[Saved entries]
******
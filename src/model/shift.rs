use chrono::{DateTime, NaiveDate, NaiveTime, Utc};
use serde::{Deserialize, Serialize};
use strum_macros::{Display, EnumString};

use crate::error::{RepoError, RepoResult};

/// A named working window, e.g. "Morning" 09:00–17:00.
#[derive(Debug, Clone, PartialEq, Serialize, Deserialize)]
#[serde(rename_all = "camelCase")]
pub struct Shift {
    #[serde(skip)]
    pub id: String,
    pub name: String,
    pub start_time: String,
    pub end_time: String,
    #[serde(default = "active_by_default")]
    pub is_active: bool,
}

fn active_by_default() -> bool {
    true
}

impl Shift {
    fn check(&self) -> RepoResult<()> {
        for (label, value) in [("startTime", &self.start_time), ("endTime", &self.end_time)] {
            NaiveTime::parse_from_str(value, "%H:%M").map_err(|_| {
                RepoError::Validation(format!("{label} must be HH:MM, got {value:?}"))
            })?;
        }
        if self.name.trim().is_empty() {
            return Err(RepoError::Validation("shift name is required".into()));
        }
        Ok(())
    }
}

impl_entity!(Shift, "shifts", "Shift");

#[derive(Debug, Copy, Clone, Eq, PartialEq, Hash, Serialize, Deserialize, Display, EnumString)]
pub enum AssignmentStatus {
    Assigned,
    Completed,
    Cancelled,
}

/// One (employee, date) slot. Uniqueness per (employee, date) is kept by
/// the repository and the swap coordinator, not the store.
#[derive(Debug, Clone, PartialEq, Serialize, Deserialize)]
#[serde(rename_all = "camelCase")]
pub struct ShiftAssignment {
    #[serde(skip)]
    pub id: String,
    pub employee_id: String,
    pub shift_id: String,
    #[serde(with = "chrono::serde::ts_milliseconds")]
    pub date: DateTime<Utc>,
    pub status: AssignmentStatus,
    #[serde(default)]
    pub assigned_by_admin_id: String,
}

impl ShiftAssignment {
    pub fn day(&self) -> NaiveDate {
        self.date.date_naive()
    }

    fn check(&self) -> RepoResult<()> {
        if self.employee_id.trim().is_empty() || self.shift_id.trim().is_empty() {
            return Err(RepoError::Validation(
                "assignment needs employeeId and shiftId".into(),
            ));
        }
        Ok(())
    }
}

impl_entity!(ShiftAssignment, "shiftAssignments", "ShiftAssignment");

#[derive(Debug, Copy, Clone, Eq, PartialEq, Hash, Serialize, Deserialize, Display, EnumString)]
pub enum SwapStatus {
    Pending,
    Approved,
    Rejected,
}

#[derive(Debug, Clone, PartialEq, Serialize, Deserialize)]
#[serde(rename_all = "camelCase")]
pub struct ShiftSwapRequest {
    #[serde(skip)]
    pub id: String,
    pub requester_id: String,
    pub target_employee_id: String,
    #[serde(with = "chrono::serde::ts_milliseconds")]
    pub requester_shift_date: DateTime<Utc>,
    #[serde(with = "chrono::serde::ts_milliseconds")]
    pub target_shift_date: DateTime<Utc>,
    #[serde(default)]
    pub reason: String,
    pub status: SwapStatus,
    #[serde(with = "chrono::serde::ts_milliseconds")]
    pub created_at: DateTime<Utc>,
    #[serde(default)]
    pub reviewed_by_id: Option<String>,
    #[serde(default, with = "chrono::serde::ts_milliseconds_option")]
    pub reviewed_at: Option<DateTime<Utc>>,
}

impl ShiftSwapRequest {
    pub fn requester_day(&self) -> NaiveDate {
        self.requester_shift_date.date_naive()
    }

    pub fn target_day(&self) -> NaiveDate {
        self.target_shift_date.date_naive()
    }

    fn check(&self) -> RepoResult<()> {
        if self.requester_id == self.target_employee_id {
            return Err(RepoError::Validation(
                "cannot swap a shift with yourself".into(),
            ));
        }
        Ok(())
    }
}

impl_entity!(ShiftSwapRequest, "shiftSwapRequests", "ShiftSwapRequest");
******
- Work item -
Every record must be given again exactly as it was written.

- Result for this exercise -
filename src/model/shift.rs
use chrono::{DateTime, NaiveDate, NaiveTime, Utc};
use serde::{Deserialize, Serialize};
use strum_macros::{Display, EnumString};

use crate::error::{RepoError, RepoResult};

/// A named working window, e.g. "Morning" 09:00–17:00.
#[derive(Debug, Clone, PartialEq, Serialize, Deserialize)]
#[serde(rename_all = "camelCase")]
pub struct Shift {
    #[serde(skip)]
    pub id: String,
    pub name: String,
    pub start_time: String,
    pub end_time: String,
    #[serde(default = "active_by_default")]
    pub is_active: bool,
}

fn active_by_default() -> bool {
    true
}

impl Shift {
    fn check(&self) -> RepoResult<()> {
        for (label, value) in [("startTime", &self.start_time), ("endTime", &self.end_time)] {
            NaiveTime::parse_from_str(value, "%H:%M").map_err(|_| {
                RepoError::Validation(format!("{label} must be HH:MM, got {value:?}"))
            })?;
        }
        if self.name.trim().is_empty() {
            return Err(RepoError::Validation("shift name is required".into()));
        }
        Ok(())
    }
}

impl_entity!(Shift, "shifts", "Shift");

#[derive(Debug, Copy, Clone, Eq, PartialEq, Hash, Serialize, Deserialize, Display, EnumString)]
pub enum AssignmentStatus {
    Assigned,
    Completed,
    Cancelled,
}

/// One (employee, date) slot. Uniqueness per (employee, date) is kept by
/// the repository and the swap coordinator, not the store.
#[derive(Debug, Clone, PartialEq, Serialize, Deserialize)]
#[serde(rename_all = "camelCase")]
pub struct ShiftAssignment {
    #[serde(skip)]
    pub id: String,
    pub employee_id: String,
    pub shift_id: String,
    #[serde(with = "chrono::serde::ts_milliseconds")]
    pub date: DateTime<Utc>,
    pub status: AssignmentStatus,
    #[serde(default)]
    pub assigned_by_admin_id: String,
}

impl ShiftAssignment {
    pub fn day(&self) -> NaiveDate {
        self.date.date_naive()
    }

    fn check(&self) -> RepoResult<()> {
        if self.employee_id.trim().is_empty() || self.shift_id.trim().is_empty() {
            return Err(RepoError::Validation(
                "assignment needs employeeId and shiftId".into(),
            ));
        }
        Ok(())
    }
}

impl_entity!(ShiftAssignment, "shiftAssignments", "ShiftAssignment");

#[derive(Debug, Copy, Clone, Eq, PartialEq, Hash, Serialize, Deserialize, Display, EnumString)]
pub enum SwapStatus {
    Pending,
    Approved,
    Rejected,
}

#[derive(Debug, Clone, PartialEq, Serialize, Deserialize)]
#[serde(rename_all = "camelCase")]
pub struct ShiftSwapRequest {
    #[serde(skip)]
    pub id: String,
    pub requester_id: String,
    pub target_employee_id: String,
    #[serde(with = "chrono::serde::ts_milliseconds")]
    pub requester_shift_date: DateTime<Utc>,
    #[serde(with = "chrono::serde::ts_milliseconds")]
    pub target_shift_date: DateTime<Utc>,
    #[serde(default)]
    pub reason: String,
    pub status: SwapStatus,
    #[serde(with = "chrono::serde::ts_milliseconds")]
    pub created_at: DateTime<Utc>,
    #[serde(default)]
    pub reviewed_by_id: Option<String>,
    #[serde(default, with = "chrono::serde::ts_milliseconds_option")]
    pub reviewed_at: Option<DateTime<Utc>>,
}

impl ShiftSwapRequest {
    pub fn requester_day(&self) -> NaiveDate {
        self.requester_shift_date.date_naive()
    }

    pub fn target_day(&self) -> NaiveDate {
        self.target_shift_date.date_naive()
    }

    fn check(&self) -> RepoResult<()> {
        if self.requester_id == self.target_employee_id {
            return Err(RepoError::Validation(
                "cannot swap a shift with yourself".into(),
            ));
        }
        Ok(())
    }
}

impl_entity!(ShiftSwapRequest, "shiftSwapRequests", "ShiftSwapRequest");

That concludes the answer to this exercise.